(Saved data entries)
========
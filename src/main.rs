use std::env;

use tracing::{error, info};
use tracing_subscriber::EnvFilter;

const USAGE: &str = "Usage: streakbot <serve|register> [--config <path>]";

#[tokio::main]
async fn main() {
    tracing_subscriber::fmt()
        .with_env_filter(
            EnvFilter::try_from_default_env().unwrap_or_else(|_| EnvFilter::new("info")),
        )
        .init();

    // .env is optional; variables may come from the environment directly
    if dotenvy::dotenv().is_ok() {
        info!("loaded .env file");
    }

    let mut args = env::args().skip(1);
    let cmd = args.next().unwrap_or_default();
    if cmd != "serve" && cmd != "register" {
        eprintln!("{USAGE}");
        std::process::exit(2);
    }

    let mut config_path: Option<String> = None;
    while let Some(arg) = args.next() {
        if arg == "--config" {
            if let Some(v) = args.next() {
                config_path = Some(v);
            }
        }
    }

    let cfg = match streakbot_config::load(config_path.as_deref()) {
        Ok(v) => v,
        Err(e) => {
            error!("failed to load config: {e}");
            std::process::exit(1);
        }
    };

    if cmd == "register" {
        if let Err(e) = streakbot_server::register_commands(&cfg).await {
            error!("command registration failed: {e}");
            std::process::exit(1);
        }
        return;
    }

    if let Err(e) = streakbot_server::serve(cfg).await {
        error!("server exited with error: {e}");
        std::process::exit(1);
    }
}
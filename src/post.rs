//! Post artifact: assembly, schema validation, and the atomic write.
//!
//! One JSON file per generation cycle, `<YYYY-MM-DD>-<type>.json`. Field order
//! is fixed by the struct definitions, so identical inputs serialize to
//! identical bytes.

use std::fs;
use std::io::Write;
use std::path::{Path, PathBuf};

use anyhow::{Context, Result};
use chrono::{DateTime, Utc};
use serde::{Deserialize, Serialize};

use crate::analyze::clustering::{Topic, MAX_SCORE, MIN_SCORE};
use crate::ingest::is_absolute_http_url;
use crate::window::PostType;

/// A field that breaks the post schema. `path` is JSON-ish, e.g. `topics[1].sources[0].url`.
#[derive(Debug, Clone, PartialEq, thiserror::Error)]
#[error("schema violation at {path}: {reason}")]
pub struct SchemaViolation {
    pub path: String,
    pub reason: String,
}

impl SchemaViolation {
    fn new(path: impl Into<String>, reason: impl Into<String>) -> Self {
        Self {
            path: path.into(),
            reason: reason.into(),
        }
    }
}

/// Shape check shared by the clustering reply and the final post.
pub fn validate_topic(t: &Topic, path: &str) -> Result<(), SchemaViolation> {
    if t.title.trim().is_empty() {
        return Err(SchemaViolation::new(format!("{path}.title"), "empty"));
    }
    if t.summary.trim().is_empty() {
        return Err(SchemaViolation::new(format!("{path}.summary"), "empty"));
    }
    if !t.relevance_score.is_finite() || !(MIN_SCORE..=MAX_SCORE).contains(&t.relevance_score) {
        return Err(SchemaViolation::new(
            format!("{path}.relevanceScore"),
            format!("{} is outside {MIN_SCORE}..={MAX_SCORE}", t.relevance_score),
        ));
    }
    if t.sources.is_empty() {
        return Err(SchemaViolation::new(format!("{path}.sources"), "no sources"));
    }
    for (j, s) in t.sources.iter().enumerate() {
        if !is_absolute_http_url(&s.url) {
            return Err(SchemaViolation::new(
                format!("{path}.sources[{j}].url"),
                format!("malformed URL {:?}", s.url),
            ));
        }
    }
    Ok(())
}

#[derive(Debug, Clone, PartialEq, Serialize, Deserialize)]
pub struct Post {
    pub title: String,
    pub date: DateTime<Utc>,
    #[serde(rename = "type")]
    pub kind: PostType,
    pub topics: Vec<Topic>,
}

impl Post {
    /// Build and validate in one step.
    pub fn assemble(
        title: impl Into<String>,
        date: DateTime<Utc>,
        kind: PostType,
        topics: Vec<Topic>,
    ) -> Result<Self, SchemaViolation> {
        let post = Self {
            title: title.into(),
            date,
            kind,
            topics,
        };
        post.validate()?;
        Ok(post)
    }

    pub fn validate(&self) -> Result<(), SchemaViolation> {
        if self.title.trim().is_empty() {
            return Err(SchemaViolation::new("title", "empty"));
        }
        for (i, t) in self.topics.iter().enumerate() {
            validate_topic(t, &format!("topics[{i}]"))?;
        }
        Ok(())
    }

    /// `YYYY-MM-DD-<type>`.
    pub fn slug(&self) -> String {
        format!("{}-{}", self.date.format("%Y-%m-%d"), self.kind)
    }

    pub fn file_name(&self) -> String {
        format!("{}.json", self.slug())
    }

    /// Pretty JSON with a trailing newline.
    pub fn to_json(&self) -> Result<String> {
        let mut s = serde_json::to_string_pretty(self).context("serializing post")?;
        s.push('\n');
        Ok(s)
    }

    /// Validate, then write atomically into `dir`. Re-running a slot overwrites.
    pub fn write_to_dir(&self, dir: &Path) -> Result<PathBuf> {
        self.validate()?;
        fs::create_dir_all(dir)
            .with_context(|| format!("creating output dir {}", dir.display()))?;

        let path = dir.join(self.file_name());
        let tmp = path.with_extension("json.tmp");
        let json = self.to_json()?;

        let write = || -> std::io::Result<()> {
            let mut f = fs::File::create(&tmp)?;
            f.write_all(json.as_bytes())?;
            f.sync_all()?;
            fs::rename(&tmp, &path)
        };
        if let Err(e) = write() {
            let _ = fs::remove_file(&tmp);
            return Err(e).with_context(|| format!("writing post to {}", path.display()));
        }

        metrics::counter!("digest_posts_written_total").increment(1);
        Ok(path)
    }
}
// tests/config_load.rs
use std::{env, fs};

use activity_digest::config::{ENV_CONFIG_PATH, ENV_GITHUB_TOKEN, ENV_OPENAI_API_KEY};
use activity_digest::DigestConfig;
use serial_test::serial;

const MINIMAL: &str = r#"
[github]
owner = "acme"
repo = "widget"

[bluesky]
handle = "acme.bsky.social"
"#;

fn clear_env() {
    env::remove_var(ENV_CONFIG_PATH);
    env::remove_var(ENV_GITHUB_TOKEN);
    env::remove_var(ENV_OPENAI_API_KEY);
}

fn write_config(body: &str) -> (tempfile::TempDir, std::path::PathBuf) {
    let dir = tempfile::tempdir().unwrap();
    let path = dir.path().join("digest.toml");
    fs::write(&path, body).unwrap();
    (dir, path)
}

#[test]
#[serial]
fn secrets_come_from_env_when_sentinel() {
    clear_env();
    env::set_var(ENV_GITHUB_TOKEN, "ghp_from_env");
    env::set_var(ENV_OPENAI_API_KEY, "sk-from-env");
    let (_dir, path) = write_config(MINIMAL);

    let cfg = DigestConfig::load_from_file(&path).unwrap();
    assert_eq!(cfg.github.token, "ghp_from_env");
    assert_eq!(cfg.llm.api_key, "sk-from-env");
    clear_env();
}

#[test]
#[serial]
fn missing_github_token_fails_before_any_run() {
    clear_env();
    env::set_var(ENV_OPENAI_API_KEY, "sk-from-env");
    let (_dir, path) = write_config(MINIMAL);

    let err = DigestConfig::load_from_file(&path).unwrap_err();
    assert!(format!("{err:#}").contains(ENV_GITHUB_TOKEN));
    clear_env();
}

#[test]
#[serial]
fn missing_llm_key_fails_too() {
    clear_env();
    env::set_var(ENV_GITHUB_TOKEN, "ghp_from_env");
    let (_dir, path) = write_config(MINIMAL);

    let err = DigestConfig::load_from_file(&path).unwrap_err();
    assert!(format!("{err:#}").contains(ENV_OPENAI_API_KEY));
    clear_env();
}

#[test]
#[serial]
fn config_path_env_is_honored() {
    clear_env();
    let (_dir, path) = write_config(&format!(
        "{MINIMAL}\n[output]\ndir = \"out/posts\"\n\n[llm]\napi_key = \"sk-inline\"\n"
    ));
    env::set_var(ENV_CONFIG_PATH, &path);
    env::set_var(ENV_GITHUB_TOKEN, "ghp_from_env");

    let cfg = DigestConfig::load_default().unwrap();
    assert_eq!(cfg.output.dir, std::path::PathBuf::from("out/posts"));
    assert_eq!(cfg.llm.api_key, "sk-inline");
    clear_env();
}

#[test]
#[serial]
fn config_path_env_pointing_nowhere_is_an_error() {
    clear_env();
    env::set_var(ENV_CONFIG_PATH, "/definitely/not/a/config.toml");
    assert!(DigestConfig::load_default().is_err());
    clear_env();
}

#[test]
#[serial]
fn bluesky_handle_required_only_when_enabled() {
    clear_env();
    env::set_var(ENV_GITHUB_TOKEN, "ghp_from_env");
    env::set_var(ENV_OPENAI_API_KEY, "sk-from-env");

    let (_dir, path) = write_config("[github]\nowner = \"acme\"\nrepo = \"widget\"\n");
    assert!(DigestConfig::load_from_file(&path).is_err());

    let (_dir2, path2) = write_config(
        "[github]\nowner = \"acme\"\nrepo = \"widget\"\n\n[bluesky]\nenabled = false\n",
    );
    let cfg = DigestConfig::load_from_file(&path2).unwrap();
    assert!(!cfg.bluesky.enabled);
    clear_env();
}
========
TASK PROMPT - Working from the records above, write out verbatim only the lines from the line containing "#[derive(Debug, Clone, PartialEq, Serialize, Deserialize)]" through the line containing "fs::create_dir_all(dir)".

COMPLETED TASK -
#[derive(Debug, Clone, PartialEq, Serialize, Deserialize)]
pub struct Post {
    pub title: String,
    pub date: DateTime<Utc>,
    #[serde(rename = "type")]
    pub kind: PostType,
    pub topics: Vec<Topic>,
}

impl Post {
    /// Build and validate in one step.
    pub fn assemble(
        title: impl Into<String>,
        date: DateTime<Utc>,
        kind: PostType,
        topics: Vec<Topic>,
    ) -> Result<Self, SchemaViolation> {
        let post = Self {
            title: title.into(),
            date,
            kind,
            topics,
        };
        post.validate()?;
        Ok(post)
    }

    pub fn validate(&self) -> Result<(), SchemaViolation> {
        if self.title.trim().is_empty() {
            return Err(SchemaViolation::new("title", "empty"));
        }
        for (i, t) in self.topics.iter().enumerate() {
            validate_topic(t, &format!("topics[{i}]"))?;
        }
        Ok(())
    }

    /// `YYYY-MM-DD-<type>`.
    pub fn slug(&self) -> String {
        format!("{}-{}", self.date.format("%Y-%m-%d"), self.kind)
    }

    pub fn file_name(&self) -> String {
        format!("{}.json", self.slug())
    }

    /// Pretty JSON with a trailing newline.
    pub fn to_json(&self) -> Result<String> {
        let mut s = serde_json::to_string_pretty(self).context("serializing post")?;
        s.push('\n');
        Ok(s)
    }

    /// Validate, then write atomically into `dir`. Re-running a slot overwrites.
    pub fn write_to_dir(&self, dir: &Path) -> Result<PathBuf> {
        self.validate()?;
        fs::create_dir_all(dir)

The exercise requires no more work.